N.S. Tory caucus backs handling of allegation against former leader
FILE -- Jamie Baillie, leader of the Nova Scotia Progressive Conservative Party, in Halifax, on Wednesday, Nov. 1, 2017. (THE CANADIAN PRESS/Andrew Vaughan)
Keith Doucette, The Canadian Press
Published Wednesday, January 31, 2018 4:39PM EST
HALIFAX -- Nova Scotia's Progressive Conservative caucus has closed ranks, saying they are satisfied with the process that ended in last week's sudden resignation of former leader Jamie Baillie following an allegation of inappropriate behaviour.
Nine of the 16 remaining caucus members were asked before their weekly meeting on Wednesday whether they believe party officials acted appropriately in opting not to trigger the legislature's formal process under its harassment policy.
All said party officials did the right thing in launching a third-party investigation after the complainant and Baillie chose not to follow the formal process.
Caucus whip Eddie Orrell, who would have handled any complaint under the formal process, said nothing was brought to his attention: "If either (party) doesn't want to have that process started they have that option."
Orrell said he was first informed by party officials about the investigation and Baillie's resignation at last week's caucus meeting.
"I'm satisfied with the process we followed as a party," he said. "It was acceptable ... and the investigation took place with both people involved."
Baillie, who announced plans last fall to step down after serving as Tory leader since 2010, resigned early after the party's investigation found he acted inappropriately and breached the legislature's policy on workplace harassment.
A news release issued Friday by party president Tara Miller said she was told by "multiple sources" about a single incident involving "one individual" in December.
A caucus spokeswoman later clarified that the initial information Miller received did not come directly from the individual at the centre of the complaint. She said it was the result of that person telling other people -- who then went to the party president.
Declared Tory leadership candidates John Lohr and Tim Houston were among those who expressed confidence in the steps taken by the party, even though Baillie's resignation was presented to caucus as a done deal.
"I'm happy the party took it serious and I believe it was a thoughtful process," Houston said, adding he thought the process was as "transparent as it needed to be."

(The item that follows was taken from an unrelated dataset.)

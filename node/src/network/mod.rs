// Copyright (c) 2025 Varshith Gudur. Licensed under AGPLv3.
pub mod client;

pub use client::SourceClient;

Lohr was asked whether the public is owed more of an explanation. He said Baillie was asked to resign and he didn't have to.
"The only way the party could reject him as leader was at a leadership review," said Lohr. "He did resign so that speaks to the incident itself in my opinion."
Lohr added that it's "up to him (Baillie) to speak for himself."
Interim party leader Karla MacFarlane has also previously said she thought the investigation process was fair.
On Wednesday MacFarlane was asked whether any financial settlement had been made with either of the parties involved in the allegations.
"No, not that I'm aware of, and anything like that would be out of my control anyway," she said.
The other caucus members asked for their opinions included Allan MacMaster, Pat Dunn, Larry Harrison, Brad Johns, and Barbara Adams. Four other members present were not asked. Three other caucus members were not at the meeting, including Keith Bain, Alana Paon and Chris d'Entremont.